There was no such reprieve for Monica Seles, who was ousted by 10th-seeded Jana Novotna 7-6 (9-7) 6-3. Seles, a three-time champion who shares the top seeding with Steffi Graf, was unusually tentative.
"I just played very scared," said Seles, playing in her first French Open since her stabbing in 1993. "I played really defensive which is not the style of my game."
Seles had reached the finals of last 10 Grand Slam tournaments she had played in and won 25 consecutive French Open matches.
It was also the first time since 1989 that Seles lost at the French Open. That was the year she lost to Steffi Graf in the semifinals. Seles won in 1990, 1991 and 1992 before missing the next three years.
Novotna sensed a different Seles across the net from the one who ruled women's tennis in the early 1990s.
"At the important moments, she was not as dominant as she used to be," said Novotna, the No. 9 seed from the Czech Republic who had lost her last four matches to Seles.
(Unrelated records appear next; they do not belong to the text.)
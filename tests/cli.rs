use std::process::Command;

fn dining() -> Command {
    let mut cmd = Command::new(env!("CARGO_BIN_EXE_dining-philosophers"));
    // keep the environment from leaking into the flags
    for var in [
        "DINING_PHILOSOPHERS",
        "DINING_THINK_MS",
        "DINING_EAT_MS",
        "DINING_HESITATE_MS",
        "DINING_PROBE_INTERVAL_MS",
        "DINING_SEED",
        "RUST_LOG",
    ] {
        cmd.env_remove(var);
    }
    cmd
}

// everyone grabs the left chopstick within a few ms and then dawdles
fn starving_table() -> Command {
    let mut cmd = dining();
    cmd.args(["-n", "5", "--think-ms", "0..5", "--hesitate-ms", "300"])
        .args(["--probe-interval-ms", "50", "--seed", "1"]);
    cmd
}

#[test]
fn famine_ends_the_process() {
    let output = starving_table().output().unwrap();

    let stdout = String::from_utf8_lossy(&output.stdout);
    #[cfg(unix)]
    assert_eq!(output.status.code(), Some(255), "{stdout}");
    #[cfg(not(unix))]
    assert!(!output.status.success());

    let famines = stdout
        .lines()
        .filter(|l| l.contains("everyone's going to starve"))
        .count();
    assert_eq!(famines, 1, "{stdout}");
    assert_eq!(stdout.lines().last().map(|l| l.contains("starve")), Some(true));

    // the famine line on stdout is the only diagnostic
    let stderr = String::from_utf8_lossy(&output.stderr);
    assert!(stderr.is_empty(), "{stderr}");

    for id in 0..5 {
        let left = format!("Philosopher {id} is hungry and picked up the chopstick on the left.");
        assert!(stdout.contains(&left), "{stdout}");
    }
}

#[test]
fn rejects_a_lonely_philosopher() {
    let output = dining().args(["-n", "1"]).output().unwrap();
    assert!(!output.status.success());
    assert_ne!(output.status.code(), Some(255));

    let stderr = String::from_utf8_lossy(&output.stderr);
    assert!(stderr.contains("at least 2 philosophers"), "{stderr}");
}

#[test]
fn rejects_an_inverted_range() {
    let output = dining().args(["--eat-ms", "10..5"]).output().unwrap();
    assert!(!output.status.success());

    let stderr = String::from_utf8_lossy(&output.stderr);
    assert!(stderr.contains("eat range is inverted"), "{stderr}");
}

#[test]
fn logs_are_plain_when_piped() {
    let output = starving_table().env("RUST_LOG", "info").output().unwrap();
    #[cfg(unix)]
    assert_eq!(output.status.code(), Some(255));

    let stderr = String::from_utf8_lossy(&output.stderr);
    assert!(stderr.contains("famine detected"), "{stderr}");
    assert!(!stderr.contains('\u{1b}'), "{stderr:?}");
}
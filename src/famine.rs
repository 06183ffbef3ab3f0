use std::{sync::Arc, time::Duration};

use crate::{
    interrupt::InterruptFlag,
    narration::{EventSink, Narration},
    shutdown::{Shutdown, FAMINE_EXIT_CODE},
    timing::nap,
    waiting::WaitingBoard,
};

/// True iff there is at least one philosopher and every one of them is
/// waiting. A table with nobody at it is not starving.
pub fn is_famine(snapshot: &[bool]) -> bool {
    !snapshot.is_empty() && snapshot.iter().all(|&waiting| waiting)
}

/// Looks at the waiting board every `interval` and stops the dinner once
/// everybody is waiting at the same time.
///
/// The board is read flag by flag with no lock, so this is a heuristic: it
/// can miss a short all-waiting moment and it can catch a transient one.
pub struct FamineProbe {
    board: Arc<WaitingBoard>,
    sink: Arc<dyn EventSink>,
    shutdown: Shutdown,
    interval: Duration,
}

impl FamineProbe {
    pub fn new(
        board: Arc<WaitingBoard>,
        sink: Arc<dyn EventSink>,
        shutdown: Shutdown,
        interval: Duration,
    ) -> Self {
        FamineProbe {
            board,
            sink,
            shutdown,
            interval,
        }
    }

    /// Runs a single check. On famine the diagnostic line is recorded and
    /// shutdown is triggered, once.
    pub fn check(&self) -> bool {
        let snapshot = self.board.snapshot();
        if !is_famine(&snapshot) {
            tracing::debug!(?snapshot, "probe: someone can still eat");
            return false;
        }

        // the diagnostic line is the only famine output; keep the log below the
        // default filter
        let reported = self
            .shutdown
            .trigger_after(FAMINE_EXIT_CODE, || self.sink.record(Narration::Famine));
        if reported {
            tracing::info!(philosophers = snapshot.len(), "famine detected");
        }
        true
    }

    /// Checks every interval until famine or until someone else shuts down.
    pub fn run(&self, interrupt: &InterruptFlag) {
        while self.shutdown.status().is_none() {
            if nap(self.interval, interrupt) {
                tracing::debug!("probe interrupted, checking early");
            }
            if self.check() {
                break;
            }
        }
    }
}
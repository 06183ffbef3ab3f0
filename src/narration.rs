//! What the philosophers say about themselves.

use std::{
    fmt,
    io::{self, Write},
};

/// One step of a philosopher's cycle, in the order they happen.
#[derive(Debug, Clone, Copy, PartialEq, Eq)]
pub enum Event {
    Thinking,
    PickedUpLeft,
    PickedUpRight,
    Eating,
    Full,
    PutDownRight,
    PutDownLeft,
}

impl Event {
    /// A full think/eat cycle.
    pub const CYCLE: [Event; 7] = [
        Event::Thinking,
        Event::PickedUpLeft,
        Event::PickedUpRight,
        Event::Eating,
        Event::Full,
        Event::PutDownRight,
        Event::PutDownLeft,
    ];

    /// The event that must come right after this one.
    pub fn next(self) -> Event {
        match self {
            Event::Thinking => Event::PickedUpLeft,
            Event::PickedUpLeft => Event::PickedUpRight,
            Event::PickedUpRight => Event::Eating,
            Event::Eating => Event::Full,
            Event::Full => Event::PutDownRight,
            Event::PutDownRight => Event::PutDownLeft,
            Event::PutDownLeft => Event::Thinking,
        }
    }
}

#[derive(Debug, Clone, PartialEq, Eq)]
pub enum Narration {
    Philosopher { id: usize, event: Event },
    Famine,
}

impl fmt::Display for Narration {
    fn fmt(&self, f: &mut fmt::Formatter<'_>) -> fmt::Result {
        let (id, event) = match self {
            Narration::Philosopher { id, event } => (id, event),
            Narration::Famine => {
                return f.write_str("Oh no! It looks like everyone's going to starve to death...")
            }
        };

        match event {
            Event::Thinking => write!(f, "Philosopher {id} is thinking ..."),
            Event::PickedUpLeft => write!(
                f,
                "Philosopher {id} is hungry and picked up the chopstick on the left."
            ),
            Event::PickedUpRight => write!(f, "Philosopher {id} picked up the chopstick on the right."),
            Event::Eating => write!(f, "Philosopher {id} is eating."),
            Event::Full => write!(f, "Philosopher {id} is full now."),
            Event::PutDownRight => write!(f, "Philosopher {id} put down the right chopstick."),
            Event::PutDownLeft => write!(f, "Philosopher {id} put down the left chopstick."),
        }
    }
}

/// Append-only destination for narration.
///
/// Each philosopher records from its own thread, so its lines arrive in
/// order; lines from different philosophers interleave freely.
pub trait EventSink: Send + Sync {
    fn record(&self, narration: Narration);
}

/// Prints every narration line to stdout.
#[derive(Debug, Default, Clone, Copy)]
pub struct ConsoleSink;

impl EventSink for ConsoleSink {
    fn record(&self, narration: Narration) {
        let mut out = io::stdout().lock();
        if let Err(e) = writeln!(out, "{narration}").and_then(|_| out.flush()) {
            tracing::warn!(error = %e, "failed to write narration");
        }
    }
}

#[cfg(test)]
mod test {
    use super::*;

    #[test]
    fn test_cycle_is_closed() {
        for (i, e) in Event::CYCLE.iter().enumerate() {
            assert_eq!(e.next(), Event::CYCLE[(i + 1) % Event::CYCLE.len()]);
        }
    }

    #[test]
    fn test_lines_are_tagged() {
        for event in Event::CYCLE {
            let line = Narration::Philosopher { id: 3, event }.to_string();
            assert!(line.starts_with("Philosopher 3 "), "{line}");
        }
        assert!(Narration::Famine.to_string().contains("starve"));
    }
}
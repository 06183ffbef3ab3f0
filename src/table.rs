use std::sync::{Condvar, Mutex, MutexGuard, PoisonError};

/// Chopsticks used by philosopher `id` at a table of `n`: (left, right).
pub fn seats(id: usize, n: usize) -> (usize, usize) {
    assert!(n > 0);
    (id % n, (id + 1) % n)
}

/// A ring of chopsticks. Chopstick `i` lies between philosopher `i - 1` and
/// philosopher `i`.
pub trait Chopsticks: Send + Sync {
    fn len(&self) -> usize;

    fn is_empty(&self) -> bool {
        self.len() == 0
    }

    /// Blocks until chopstick `index` is free, then hands it to `philosopher`.
    fn pick_up(&self, index: usize, philosopher: usize);

    /// Puts chopstick `index` back on the table. Panics unless `philosopher`
    /// holds it.
    fn put_down(&self, index: usize, philosopher: usize);

    fn holder(&self, index: usize) -> Option<usize>;
}

struct Chopstick {
    holder: Mutex<Option<usize>>, // None while it lies on the table
    cond: Condvar,
}

impl Chopstick {
    fn new() -> Self {
        Chopstick {
            holder: Mutex::new(None),
            cond: Condvar::new(),
        }
    }

    // The holder is a plain Option, so a panicking philosopher cannot leave it
    // half-written.
    fn lock(&self) -> MutexGuard<'_, Option<usize>> {
        self.holder.lock().unwrap_or_else(PoisonError::into_inner)
    }
}

pub struct Table {
    chopsticks: Vec<Chopstick>,
}

impl Table {
    pub fn new(n: usize) -> Self {
        Table {
            chopsticks: (0..n).map(|_| Chopstick::new()).collect(),
        }
    }

    fn chopstick(&self, index: usize) -> &Chopstick {
        assert!(
            index < self.chopsticks.len(),
            "chopstick {index} is not on a table of {}",
            self.chopsticks.len()
        );
        &self.chopsticks[index]
    }
}

impl Chopsticks for Table {
    fn len(&self) -> usize {
        self.chopsticks.len()
    }

    fn pick_up(&self, index: usize, philosopher: usize) {
        let chopstick = self.chopstick(index);
        let mut holder = chopstick.lock();
        // a wakeup only means "look again"; keep waiting until it is free
        while holder.is_some() {
            holder = chopstick
                .cond
                .wait(holder)
                .unwrap_or_else(PoisonError::into_inner);
        }
        *holder = Some(philosopher);
    }

    fn put_down(&self, index: usize, philosopher: usize) {
        let chopstick = self.chopstick(index);
        let mut holder = chopstick.lock();
        assert_eq!(
            *holder,
            Some(philosopher),
            "philosopher {philosopher} put down chopstick {index} without holding it"
        );
        *holder = None;
        chopstick.cond.notify_one();
    }

    fn holder(&self, index: usize) -> Option<usize> {
        *self.chopstick(index).lock()
    }
}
Graf, the defending champion, swept past No. 5 Iva Majoli 6-3, 6-1. Also advancing to the women's semis were No. 3 Arantxa Sanchez Vicario, who was jeered while resorting to moonballs in her 6-1, 6-7 (7-4), 10-8 victory over Karina Habsudova; and No. 3 Conchita Martinez, a 6-1, 6-3 winner over No. 9 Lindsay Davenport.
In Thursday's semifinals, Graf will face Martinez and Sanchez Vicario will play Novotna.
Courier, who lost to Sampras for the 15th time in 18 matches, said he had seen it all before.
"Pete's a good actor, let's put it that way," he said. "Some people put up a front that they're tough. Pete puts up a front that he's hurting, but he still seems to fire those aces.
"You play for 3, 31/2 hours and you've got the guy by the neck the whole time and he just keeps firing. I must be missing something. My eyes are deceiving me if he can keep playing at that level looking like's he's looking. I swear I'm not blind.
"You know he's tired, but it doesn't really matter because he's got a great heart. He really has a very strong heart and he's going to leave it on the court."
The match followed the same pattern of Sampras' epic win over Courier in the 1995 Australian Open quarterfinals. Then, Sampras was down two sets to love and won in five, crying during the match because his coach Tim Gullikson had been diagnosed with brain cancer.
Gullikson died last month, and Sampras seems clearly intent on winning the French -- the only Grand Slam tournament to elude him -- in his coach's memory.
"It's too tough to talk about," Sampras said, choking up during a television interview.
"Certainly a lot of different thoughts were in my mind, good ones and some sad ones," he said later, describing his emotions at the end of the match. "I fought hard and that's really what people around me can be proud of."
The win represented another clay-court breakthrough for Sampras, who beat another former two-time French Open champion -- Sergi Bruguera -- in the third round.
"I don't know if I really believed I could win these matches in the past against the Brugueras and Couriers," Sampras said. "Now I'm going out there, believing that I can."
Sampras will next face No. 6 seed Yevgeny Kafelnikov, the hard-hitting Russian who beat No. 13 Richard Krajicek 6-3, 6-4, 6-7 (7-4), 6-2.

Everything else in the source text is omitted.